:: DATASET ::

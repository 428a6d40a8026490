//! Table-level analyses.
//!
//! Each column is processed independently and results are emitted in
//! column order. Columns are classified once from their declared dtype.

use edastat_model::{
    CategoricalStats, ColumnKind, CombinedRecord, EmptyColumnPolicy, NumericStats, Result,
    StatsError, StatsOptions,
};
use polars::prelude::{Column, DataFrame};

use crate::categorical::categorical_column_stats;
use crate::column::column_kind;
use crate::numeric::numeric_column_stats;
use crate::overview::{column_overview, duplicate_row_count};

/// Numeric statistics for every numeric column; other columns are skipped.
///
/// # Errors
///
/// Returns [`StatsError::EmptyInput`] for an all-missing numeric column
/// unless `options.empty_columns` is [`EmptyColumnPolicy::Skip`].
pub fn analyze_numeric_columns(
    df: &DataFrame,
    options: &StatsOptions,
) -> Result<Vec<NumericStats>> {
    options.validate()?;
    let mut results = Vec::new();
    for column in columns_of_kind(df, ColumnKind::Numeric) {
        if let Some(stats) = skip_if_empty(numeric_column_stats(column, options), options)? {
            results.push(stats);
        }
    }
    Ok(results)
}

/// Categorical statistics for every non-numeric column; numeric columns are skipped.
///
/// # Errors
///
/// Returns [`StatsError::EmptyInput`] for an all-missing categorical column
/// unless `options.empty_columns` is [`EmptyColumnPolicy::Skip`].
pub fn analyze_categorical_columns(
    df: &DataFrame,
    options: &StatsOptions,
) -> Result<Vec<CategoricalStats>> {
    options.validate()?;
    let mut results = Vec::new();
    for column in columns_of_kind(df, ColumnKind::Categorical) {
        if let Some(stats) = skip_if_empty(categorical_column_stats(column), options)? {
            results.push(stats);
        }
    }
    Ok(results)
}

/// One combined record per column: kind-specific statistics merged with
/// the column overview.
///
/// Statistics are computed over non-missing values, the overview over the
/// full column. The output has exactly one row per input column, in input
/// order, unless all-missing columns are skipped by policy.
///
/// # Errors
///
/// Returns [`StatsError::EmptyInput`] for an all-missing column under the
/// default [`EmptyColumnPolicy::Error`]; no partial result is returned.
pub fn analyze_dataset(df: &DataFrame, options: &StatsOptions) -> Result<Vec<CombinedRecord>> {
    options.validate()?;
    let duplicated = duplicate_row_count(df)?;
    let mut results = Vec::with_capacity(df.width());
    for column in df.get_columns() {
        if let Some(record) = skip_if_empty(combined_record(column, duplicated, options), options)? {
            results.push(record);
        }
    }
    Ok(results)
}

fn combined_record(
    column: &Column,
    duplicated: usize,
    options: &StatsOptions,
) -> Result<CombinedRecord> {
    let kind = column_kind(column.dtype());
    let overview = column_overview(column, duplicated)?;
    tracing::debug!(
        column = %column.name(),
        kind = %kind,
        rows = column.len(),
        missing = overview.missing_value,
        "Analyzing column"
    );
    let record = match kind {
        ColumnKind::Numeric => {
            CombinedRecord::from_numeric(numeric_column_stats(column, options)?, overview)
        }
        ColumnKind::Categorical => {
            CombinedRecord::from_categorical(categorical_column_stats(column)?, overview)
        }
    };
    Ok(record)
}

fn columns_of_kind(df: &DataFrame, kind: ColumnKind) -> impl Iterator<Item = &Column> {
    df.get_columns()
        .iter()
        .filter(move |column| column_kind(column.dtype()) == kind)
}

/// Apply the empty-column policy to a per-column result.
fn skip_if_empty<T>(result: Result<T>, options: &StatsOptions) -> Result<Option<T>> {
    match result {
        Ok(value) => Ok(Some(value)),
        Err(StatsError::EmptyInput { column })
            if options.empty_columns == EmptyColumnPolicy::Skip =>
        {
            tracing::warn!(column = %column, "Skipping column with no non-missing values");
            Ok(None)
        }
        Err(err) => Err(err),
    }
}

:::

TASK ITEM:
Could you write out all the records exactly, please?

RESPONSE TO THE EXERCISE:
repository 428a6d40a8026490
//! Table-level analyses.
//!
//! Each column is processed independently and results are emitted in
//! column order. Columns are classified once from their declared dtype.

use edastat_model::{
    CategoricalStats, ColumnKind, CombinedRecord, EmptyColumnPolicy, NumericStats, Result,
    StatsError, StatsOptions,
};
use polars::prelude::{Column, DataFrame};

use crate::categorical::categorical_column_stats;
use crate::column::column_kind;
use crate::numeric::numeric_column_stats;
use crate::overview::{column_overview, duplicate_row_count};

/// Numeric statistics for every numeric column; other columns are skipped.
///
/// # Errors
///
/// Returns [`StatsError::EmptyInput`] for an all-missing numeric column
/// unless `options.empty_columns` is [`EmptyColumnPolicy::Skip`].
pub fn analyze_numeric_columns(
    df: &DataFrame,
    options: &StatsOptions,
) -> Result<Vec<NumericStats>> {
    options.validate()?;
    let mut results = Vec::new();
    for column in columns_of_kind(df, ColumnKind::Numeric) {
        if let Some(stats) = skip_if_empty(numeric_column_stats(column, options), options)? {
            results.push(stats);
        }
    }
    Ok(results)
}

/// Categorical statistics for every non-numeric column; numeric columns are skipped.
///
/// # Errors
///
/// Returns [`StatsError::EmptyInput`] for an all-missing categorical column
/// unless `options.empty_columns` is [`EmptyColumnPolicy::Skip`].
pub fn analyze_categorical_columns(
    df: &DataFrame,
    options: &StatsOptions,
) -> Result<Vec<CategoricalStats>> {
    options.validate()?;
    let mut results = Vec::new();
    for column in columns_of_kind(df, ColumnKind::Categorical) {
        if let Some(stats) = skip_if_empty(categorical_column_stats(column), options)? {
            results.push(stats);
        }
    }
    Ok(results)
}

/// One combined record per column: kind-specific statistics merged with
/// the column overview.
///
/// Statistics are computed over non-missing values, the overview over the
/// full column. The output has exactly one row per input column, in input
/// order, unless all-missing columns are skipped by policy.
///
/// # Errors
///
/// Returns [`StatsError::EmptyInput`] for an all-missing column under the
/// default [`EmptyColumnPolicy::Error`]; no partial result is returned.
pub fn analyze_dataset(df: &DataFrame, options: &StatsOptions) -> Result<Vec<CombinedRecord>> {
    options.validate()?;
    let duplicated = duplicate_row_count(df)?;
    let mut results = Vec::with_capacity(df.width());
    for column in df.get_columns() {
        if let Some(record) = skip_if_empty(combined_record(column, duplicated, options), options)? {
            results.push(record);
        }
    }
    Ok(results)
}

fn combined_record(
    column: &Column,
    duplicated: usize,
    options: &StatsOptions,
) -> Result<CombinedRecord> {
    let kind = column_kind(column.dtype());
    let overview = column_overview(column, duplicated)?;
    tracing::debug!(
        column = %column.name(),
        kind = %kind,
        rows = column.len(),
        missing = overview.missing_value,
        "Analyzing column"
    );
    let record = match kind {
        ColumnKind::Numeric => {
            CombinedRecord::from_numeric(numeric_column_stats(column, options)?, overview)
        }
        ColumnKind::Categorical => {
            CombinedRecord::from_categorical(categorical_column_stats(column)?, overview)
        }
    };
    Ok(record)
}

fn columns_of_kind(df: &DataFrame, kind: ColumnKind) -> impl Iterator<Item = &Column> {
    df.get_columns()
        .iter()
        .filter(move |column| column_kind(column.dtype()) == kind)
}

/// Apply the empty-column policy to a per-column result.
fn skip_if_empty<T>(result: Result<T>, options: &StatsOptions) -> Result<Option<T>> {
    match result {
        Ok(value) => Ok(Some(value)),
        Err(StatsError::EmptyInput { column })
            if options.empty_columns == EmptyColumnPolicy::Skip =>
        {
            tracing::warn!(column = %column, "Skipping column with no non-missing values");
            Ok(None)
        }
        Err(err) => Err(err),
    }
}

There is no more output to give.